Agnostic Learning of Disjunctions on Symmetric Distributions
Vitaly Feldman, Pravesh Kothari.
Year: 2015, Volume: 16, Issue: 106, Pages: 3455−3467
Abstract
We consider the problem of approximating and learning disjunctions (or equivalently, conjunctions) on symmetric distributions over $\{0,1\}^n$. Symmetric distributions are distributions whose PDF is invariant under any permutation of the variables. We prove that for every symmetric distribution $\mathcal{D}$, there exists a set of $n^{O(\log{(1/\epsilon)})}$ functions $\mathbb{S}$, such that for every disjunction $c$, there is function $p$, expressible as a linear combination of functions in $\mathbb{S}$, such that $p$ $\epsilon$-approximates $c$ in $\ell_1$ distance on $\mathcal{D}$ or $\mathbf{E}_{x \sim \mathcal{D}}[ |c(x)-p(x)|] \leq \epsilon$. This implies an agnostic learning algorithm for disjunctions on symmetric distributions that runs in time $n^{O( \log{(1/\epsilon)})}$. The best known previous bound is $n^{O(1/\epsilon^4)}$ and follows from approximation of the more general class of halfspaces (Wimmer, 2010). We also show that there exists a symmetric distribution $\mathcal{D}$, such that the minimum degree of a polynomial that $1/3$-approximates the disjunction of all $n$ variables in $\ell_1$ distance on $\mathcal{D}$ is $\Omega(\sqrt{n})$. Therefore the learning result above cannot be achieved via $\ell_1$-regression with a polynomial basis used in most other agnostic learning algorithms.

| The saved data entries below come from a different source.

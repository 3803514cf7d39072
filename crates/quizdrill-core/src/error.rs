//! Engine and service error types.
//!
//! `ServiceError` is defined here rather than in `quizdrill-client` so the
//! session can downcast and classify remote failures for phase transitions
//! without string matching.

use thiserror::Error;

use crate::attempt::Phase;

/// Errors raised by the attempt state machine itself.
#[derive(Debug, Error)]
pub enum AttemptError {
    /// The quiz has no questions, so an attempt cannot start.
    #[error("quiz '{0}' has no questions")]
    EmptyQuiz(String),

    /// An operation that requires an in-progress attempt was called in
    /// another phase.
    #[error("attempt is not in progress (phase: {0})")]
    NotInProgress(Phase),

    /// A submission is already in flight; a second one is never queued.
    #[error("a submission is already in flight")]
    SubmitInFlight,

    /// An answer was recorded against a question index the quiz does not have.
    #[error("question index {index} out of range (quiz has {len} questions)")]
    IndexOutOfRange { index: usize, len: usize },
}

/// Errors that can occur when talking to the remote quiz platform.
#[derive(Debug, Error)]
pub enum ServiceError {
    /// The requested quiz or attempt does not exist.
    #[error("not found: {0}")]
    NotFound(String),

    /// The server rejected the submission payload.
    #[error("validation failed: {0}")]
    Validation(String),

    /// Authentication failed (missing or invalid token).
    #[error("authentication failed: {0}")]
    AuthFailed(String),

    /// The API returned an error response.
    #[error("API error (HTTP {status}): {message}")]
    ApiError { status: u16, message: String },

    /// The request timed out.
    #[error("request timed out after {0}s")]
    Timeout(u64),

    /// A network error occurred.
    #[error("network error: {0}")]
    Network(String),
}

impl ServiceError {
    /// Returns `true` if a failed submission should return the attempt to
    /// `InProgress` (the learner can fix and resubmit immediately) rather
    /// than parking it in `Failed`.
    pub fn is_recoverable(&self) -> bool {
        matches!(self, ServiceError::Validation(_))
    }
}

Our technique also gives a simple proof that for any product distribution $\mathcal{D}$ and every disjunction $c$, there exists a polynomial $p$ of degree $O(\log{(1/\epsilon)})$ such that $p$ $\epsilon$-approximates $c$ in $\ell_1$ distance on $\mathcal{D}$. This was first proved by Blais et al. (2008) via a more involved argument.